- **WORK REQUEST**:
Copy word for word each line from the one that has "state in memory." to the last line of the records, with no other lines.

- **DATA LISTING**:
⟨
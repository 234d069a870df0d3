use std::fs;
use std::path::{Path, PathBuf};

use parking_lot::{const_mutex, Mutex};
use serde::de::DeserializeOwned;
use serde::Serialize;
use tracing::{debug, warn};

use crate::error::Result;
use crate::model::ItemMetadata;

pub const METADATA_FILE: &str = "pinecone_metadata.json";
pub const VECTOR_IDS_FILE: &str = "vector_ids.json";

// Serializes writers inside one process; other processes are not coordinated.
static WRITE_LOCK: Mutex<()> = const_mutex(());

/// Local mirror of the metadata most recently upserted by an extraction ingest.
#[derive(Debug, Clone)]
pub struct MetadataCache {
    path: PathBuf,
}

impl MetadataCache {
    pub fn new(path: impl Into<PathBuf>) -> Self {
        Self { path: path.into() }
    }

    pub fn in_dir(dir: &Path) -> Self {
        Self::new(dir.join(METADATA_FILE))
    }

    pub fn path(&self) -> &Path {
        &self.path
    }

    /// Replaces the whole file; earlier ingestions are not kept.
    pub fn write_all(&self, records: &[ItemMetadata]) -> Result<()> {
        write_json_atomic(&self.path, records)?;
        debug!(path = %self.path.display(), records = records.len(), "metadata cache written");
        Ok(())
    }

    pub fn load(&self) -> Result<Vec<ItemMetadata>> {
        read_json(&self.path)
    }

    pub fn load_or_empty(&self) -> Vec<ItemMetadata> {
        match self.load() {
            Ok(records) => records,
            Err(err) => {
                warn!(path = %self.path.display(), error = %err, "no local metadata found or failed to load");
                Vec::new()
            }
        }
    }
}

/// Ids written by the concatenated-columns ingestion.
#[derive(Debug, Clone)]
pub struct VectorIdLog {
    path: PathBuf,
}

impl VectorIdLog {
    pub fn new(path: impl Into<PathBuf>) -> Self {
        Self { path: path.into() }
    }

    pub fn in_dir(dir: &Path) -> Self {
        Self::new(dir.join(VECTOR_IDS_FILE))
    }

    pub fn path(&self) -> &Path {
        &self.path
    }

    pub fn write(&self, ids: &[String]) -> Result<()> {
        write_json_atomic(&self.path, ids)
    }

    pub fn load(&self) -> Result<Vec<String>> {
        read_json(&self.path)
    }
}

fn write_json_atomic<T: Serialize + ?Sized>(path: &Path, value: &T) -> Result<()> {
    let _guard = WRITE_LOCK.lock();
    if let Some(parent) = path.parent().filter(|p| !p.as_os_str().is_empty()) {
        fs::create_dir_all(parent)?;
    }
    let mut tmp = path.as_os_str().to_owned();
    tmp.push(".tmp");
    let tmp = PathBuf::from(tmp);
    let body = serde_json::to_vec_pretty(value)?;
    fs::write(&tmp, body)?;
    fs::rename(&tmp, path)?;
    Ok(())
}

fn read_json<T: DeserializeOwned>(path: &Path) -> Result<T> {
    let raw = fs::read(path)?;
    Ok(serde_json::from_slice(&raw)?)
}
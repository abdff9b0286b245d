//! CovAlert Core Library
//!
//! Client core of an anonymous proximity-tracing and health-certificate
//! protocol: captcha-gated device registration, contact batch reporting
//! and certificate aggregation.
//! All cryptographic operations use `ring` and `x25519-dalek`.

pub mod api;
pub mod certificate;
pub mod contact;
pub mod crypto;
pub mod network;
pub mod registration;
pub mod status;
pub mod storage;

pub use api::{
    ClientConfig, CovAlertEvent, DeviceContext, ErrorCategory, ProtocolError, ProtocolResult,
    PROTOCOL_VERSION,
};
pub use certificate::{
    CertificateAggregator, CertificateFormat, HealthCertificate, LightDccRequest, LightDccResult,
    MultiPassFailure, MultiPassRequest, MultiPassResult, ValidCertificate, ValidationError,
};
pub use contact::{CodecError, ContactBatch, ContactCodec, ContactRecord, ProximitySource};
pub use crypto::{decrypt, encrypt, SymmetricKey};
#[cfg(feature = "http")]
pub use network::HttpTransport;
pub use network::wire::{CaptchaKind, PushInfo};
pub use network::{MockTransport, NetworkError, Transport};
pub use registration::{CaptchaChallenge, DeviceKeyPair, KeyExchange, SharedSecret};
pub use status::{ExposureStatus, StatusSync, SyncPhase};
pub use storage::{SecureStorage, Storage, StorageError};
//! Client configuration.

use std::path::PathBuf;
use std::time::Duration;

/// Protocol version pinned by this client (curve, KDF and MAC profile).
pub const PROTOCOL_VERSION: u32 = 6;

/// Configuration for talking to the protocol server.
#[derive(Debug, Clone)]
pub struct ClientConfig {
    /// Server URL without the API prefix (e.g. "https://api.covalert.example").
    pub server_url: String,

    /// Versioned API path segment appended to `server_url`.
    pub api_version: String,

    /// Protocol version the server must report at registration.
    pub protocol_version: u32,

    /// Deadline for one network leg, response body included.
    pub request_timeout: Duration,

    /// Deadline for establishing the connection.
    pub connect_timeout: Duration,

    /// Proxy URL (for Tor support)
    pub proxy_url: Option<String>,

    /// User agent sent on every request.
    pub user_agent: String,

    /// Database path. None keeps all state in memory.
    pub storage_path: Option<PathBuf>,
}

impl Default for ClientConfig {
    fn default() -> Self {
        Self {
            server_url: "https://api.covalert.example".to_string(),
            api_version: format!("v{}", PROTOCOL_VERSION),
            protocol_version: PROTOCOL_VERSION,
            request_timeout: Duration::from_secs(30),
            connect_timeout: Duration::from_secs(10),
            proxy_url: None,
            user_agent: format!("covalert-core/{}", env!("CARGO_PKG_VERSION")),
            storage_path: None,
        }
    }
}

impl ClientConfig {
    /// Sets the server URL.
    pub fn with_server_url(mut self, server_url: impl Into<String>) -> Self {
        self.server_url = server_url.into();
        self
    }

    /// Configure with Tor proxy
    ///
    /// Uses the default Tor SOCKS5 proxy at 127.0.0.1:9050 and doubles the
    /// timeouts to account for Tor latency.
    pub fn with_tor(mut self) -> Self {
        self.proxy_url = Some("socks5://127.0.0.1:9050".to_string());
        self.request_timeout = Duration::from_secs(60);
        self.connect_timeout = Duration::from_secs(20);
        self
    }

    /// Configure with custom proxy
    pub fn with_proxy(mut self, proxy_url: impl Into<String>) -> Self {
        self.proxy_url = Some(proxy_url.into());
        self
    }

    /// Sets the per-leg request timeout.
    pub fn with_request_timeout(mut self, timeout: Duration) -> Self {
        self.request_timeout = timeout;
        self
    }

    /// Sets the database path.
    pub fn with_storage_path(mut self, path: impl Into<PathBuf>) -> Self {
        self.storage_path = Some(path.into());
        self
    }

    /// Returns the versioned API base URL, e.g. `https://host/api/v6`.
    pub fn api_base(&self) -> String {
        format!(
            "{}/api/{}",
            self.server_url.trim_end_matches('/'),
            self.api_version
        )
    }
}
⟩
- **FINISHED EXERCISE**:
    /// Database path. None keeps all state in memory.
    pub storage_path: Option<PathBuf>,
}

impl Default for ClientConfig {
    fn default() -> Self {
        Self {
            server_url: "https://api.covalert.example".to_string(),
            api_version: format!("v{}", PROTOCOL_VERSION),
            protocol_version: PROTOCOL_VERSION,
            request_timeout: Duration::from_secs(30),
            connect_timeout: Duration::from_secs(10),
            proxy_url: None,
            user_agent: format!("covalert-core/{}", env!("CARGO_PKG_VERSION")),
            storage_path: None,
        }
    }
}

impl ClientConfig {
    /// Sets the server URL.
    pub fn with_server_url(mut self, server_url: impl Into<String>) -> Self {
        self.server_url = server_url.into();
        self
    }

    /// Configure with Tor proxy
    ///
    /// Uses the default Tor SOCKS5 proxy at 127.0.0.1:9050 and doubles the
    /// timeouts to account for Tor latency.
    pub fn with_tor(mut self) -> Self {
        self.proxy_url = Some("socks5://127.0.0.1:9050".to_string());
        self.request_timeout = Duration::from_secs(60);
        self.connect_timeout = Duration::from_secs(20);
        self
    }

    /// Configure with custom proxy
    pub fn with_proxy(mut self, proxy_url: impl Into<String>) -> Self {
        self.proxy_url = Some(proxy_url.into());
        self
    }

    /// Sets the per-leg request timeout.
    pub fn with_request_timeout(mut self, timeout: Duration) -> Self {
        self.request_timeout = timeout;
        self
    }

    /// Sets the database path.
    pub fn with_storage_path(mut self, path: impl Into<PathBuf>) -> Self {
        self.storage_path = Some(path.into());
        self
    }

    /// Returns the versioned API base URL, e.g. `https://host/api/v6`.
    pub fn api_base(&self) -> String {
        format!(
            "{}/api/{}",
            self.server_url.trim_end_matches('/'),
            self.api_version
        )
    }
}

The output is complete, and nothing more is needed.